## Activity
If a line in the material below has the string "execute", copy it out.

####################

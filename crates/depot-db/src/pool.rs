//! # Database Pool Management
//!
//! Connection pool creation and configuration for SQLite.
//!
//! ## WAL Mode
//! SQLite WAL (Write-Ahead Logging) mode is enabled for:
//! - Better concurrent read performance
//! - Readers don't block writers
//! - Better crash recovery
//!
//! The stock ledger's correctness does NOT depend on WAL: quantity
//! mutations are guarded conditional updates, so two concurrent sells of
//! the same product serialize at the database rather than racing a
//! read-then-write window.

use sqlx::sqlite::{SqliteConnectOptions, SqliteJournalMode, SqlitePoolOptions, SqliteSynchronous};
use sqlx::SqlitePool;
use std::path::PathBuf;
use std::str::FromStr;
use std::time::Duration;
use tracing::{debug, info};

use crate::alerting::AlertEngine;
use crate::error::{DbError, DbResult};
use crate::ledger::StockLedger;
use crate::migrations;
use crate::repository::activity::ActivityRepository;
use crate::repository::location::LocationRepository;
use crate::repository::notification::NotificationRepository;
use crate::repository::product::ProductRepository;
use crate::repository::transaction::TransactionRepository;

// =============================================================================
// Configuration
// =============================================================================

/// Database configuration.
///
/// ## Example
/// ```rust,ignore
/// let config = DbConfig::new("/path/to/depot.db")
///     .max_connections(5)
///     .min_connections(1);
/// ```
#[derive(Debug, Clone)]
pub struct DbConfig {
    /// Path to the SQLite database file.
    pub database_path: PathBuf,

    /// Maximum number of connections in the pool.
    /// Default: 5 (sufficient for stateless request handlers)
    pub max_connections: u32,

    /// Minimum number of connections to keep alive.
    /// Default: 1
    pub min_connections: u32,

    /// Connection timeout duration.
    /// Default: 30 seconds
    pub connect_timeout: Duration,

    /// Idle timeout before closing a connection.
    /// Default: 10 minutes
    pub idle_timeout: Duration,

    /// Whether to run migrations on connect.
    /// Default: true
    pub run_migrations: bool,
}

impl DbConfig {
    /// Creates a new database configuration with the given path.
    ///
    /// The file will be created if it doesn't exist.
    pub fn new(path: impl Into<PathBuf>) -> Self {
        DbConfig {
            database_path: path.into(),
            max_connections: 5,
            min_connections: 1,
            connect_timeout: Duration::from_secs(30),
            idle_timeout: Duration::from_secs(600),
            run_migrations: true,
        }
    }

    /// Sets the maximum number of connections.
    pub fn max_connections(mut self, max: u32) -> Self {
        self.max_connections = max;
        self
    }

    /// Sets the minimum number of connections.
    pub fn min_connections(mut self, min: u32) -> Self {
        self.min_connections = min;
        self
    }

    /// Sets the connection timeout.
    pub fn connect_timeout(mut self, timeout: Duration) -> Self {
        self.connect_timeout = timeout;
        self
    }

    /// Sets whether to run migrations on connect.
    pub fn run_migrations(mut self, run: bool) -> Self {
        self.run_migrations = run;
        self
    }

    /// Creates an in-memory database configuration (for testing).
    ///
    /// ## Usage
    /// ```rust,ignore
    /// let config = DbConfig::in_memory();
    /// let db = Database::new(config).await?;
    /// // Database is isolated, perfect for tests
    /// ```
    pub fn in_memory() -> Self {
        DbConfig {
            database_path: PathBuf::from(":memory:"),
            max_connections: 1, // In-memory requires single connection
            min_connections: 1,
            connect_timeout: Duration::from_secs(5),
            idle_timeout: Duration::from_secs(60),
            run_migrations: true,
        }
    }
}

// =============================================================================
// Database
// =============================================================================

/// Main database handle providing repository and service access.
///
/// ## Usage
/// ```rust,ignore
/// let db = Database::new(DbConfig::new("./depot.db")).await?;
///
/// let product = db.ledger().sell("product-id", 2, &principal).await?;
/// let digest = db.alerts().send_low_stock_notifications("user-id", 10).await?;
/// ```
#[derive(Debug, Clone)]
pub struct Database {
    /// The SQLite connection pool.
    pool: SqlitePool,
}

impl Database {
    /// Creates a new database connection pool.
    ///
    /// ## What This Does
    /// 1. Creates the database file if it doesn't exist
    /// 2. Configures SQLite:
    ///    - WAL mode for concurrent reads
    ///    - NORMAL synchronous (balance of safety/speed)
    ///    - Foreign keys enabled
    /// 3. Creates the connection pool
    /// 4. Runs migrations (if enabled)
    pub async fn new(config: DbConfig) -> DbResult<Self> {
        info!(
            path = %config.database_path.display(),
            "Initializing database connection"
        );

        // sqlite://path creates file if not exists
        let connect_url = format!("sqlite://{}?mode=rwc", config.database_path.display());

        let connect_options = SqliteConnectOptions::from_str(&connect_url)
            .map_err(|e| DbError::ConnectionFailed(e.to_string()))?
            // WAL mode: readers don't block writers and vice versa
            .journal_mode(SqliteJournalMode::Wal)
            // NORMAL synchronous: safe from corruption, may lose the last
            // transaction on power loss
            .synchronous(SqliteSynchronous::Normal)
            // SQLite ships with foreign keys off for backwards compatibility
            .foreign_keys(true)
            .create_if_missing(true);

        debug!("Connection options configured");

        let pool = SqlitePoolOptions::new()
            .max_connections(config.max_connections)
            .min_connections(config.min_connections)
            .acquire_timeout(config.connect_timeout)
            .idle_timeout(Some(config.idle_timeout))
            .connect_with(connect_options)
            .await
            .map_err(|e| DbError::ConnectionFailed(e.to_string()))?;

        info!(
            max_connections = config.max_connections,
            "Database pool created"
        );

        let db = Database { pool };

        if config.run_migrations {
            db.run_migrations().await?;
        }

        Ok(db)
    }

    /// Runs database migrations.
    ///
    /// Idempotent: applied migrations are tracked in `_sqlx_migrations`.
    pub async fn run_migrations(&self) -> DbResult<()> {
        info!("Running database migrations");
        migrations::run_migrations(&self.pool).await?;
        info!("Migrations complete");
        Ok(())
    }

    /// Returns a reference to the connection pool.
    ///
    /// For advanced queries not covered by repositories.
    /// Prefer repository methods when available.
    pub fn pool(&self) -> &SqlitePool {
        &self.pool
    }

    /// Returns the product repository.
    pub fn products(&self) -> ProductRepository {
        ProductRepository::new(self.pool.clone())
    }

    /// Returns the stock location repository.
    pub fn locations(&self) -> LocationRepository {
        LocationRepository::new(self.pool.clone())
    }

    /// Returns the transaction (sale ledger) repository.
    pub fn transactions(&self) -> TransactionRepository {
        TransactionRepository::new(self.pool.clone())
    }

    /// Returns the notification store.
    pub fn notifications(&self) -> NotificationRepository {
        NotificationRepository::new(self.pool.clone())
    }

    /// Returns the activity log repository.
    pub fn activity(&self) -> ActivityRepository {
        ActivityRepository::new(self.pool.clone())
    }

    /// Returns the stock ledger service.
    ///
    /// The only path by which product quantities change and the sole
    /// producer of transaction records.
    pub fn ledger(&self) -> StockLedger {
        StockLedger::new(self.pool.clone())
    }

    /// Returns the low-stock alerting engine.
    pub fn alerts(&self) -> AlertEngine {
        AlertEngine::new(self.pool.clone())
    }

    /// Closes the database connection pool.
    pub async fn close(&self) {
        info!("Closing database connection pool");
        self.pool.close().await;
    }

    /// Checks if the database is healthy (can execute queries).
    pub async fn health_check(&self) -> bool {
        sqlx::query("SELECT 1").execute(&self.pool).await.is_ok()
    }
}

// =============================================================================
// Unit Tests
// =============================================================================

#[cfg(test)]
mod tests {
    use super::*;

    #[tokio::test]
    async fn test_in_memory_database() {
        // Honors RUST_LOG when tests run with --nocapture
        tracing_subscriber::fmt()
            .with_env_filter(tracing_subscriber::EnvFilter::from_default_env())
            .try_init()
            .ok();

        let config = DbConfig::in_memory();
        let db = Database::new(config).await.unwrap();

        assert!(db.health_check().await);
    }

    #[tokio::test]
    async fn test_migrations_are_idempotent() {
        let db = Database::new(DbConfig::in_memory()).await.unwrap();
        db.run_migrations().await.unwrap();
        db.run_migrations().await.unwrap();

        let (total, applied) = crate::migrations::migration_status(db.pool()).await.unwrap();
        assert!(total >= 1);
        assert_eq!(applied, total);
    }

    #[tokio::test]
    async fn test_config_builder() {
        let config = DbConfig::new("/tmp/test.db")
            .max_connections(10)
            .min_connections(2);

        assert_eq!(config.max_connections, 10);
        assert_eq!(config.min_connections, 2);
    }
}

####################

## Task output
    /// Checks if the database is healthy (can execute queries).
        sqlx::query("SELECT 1").execute(&self.pool).await.is_ok()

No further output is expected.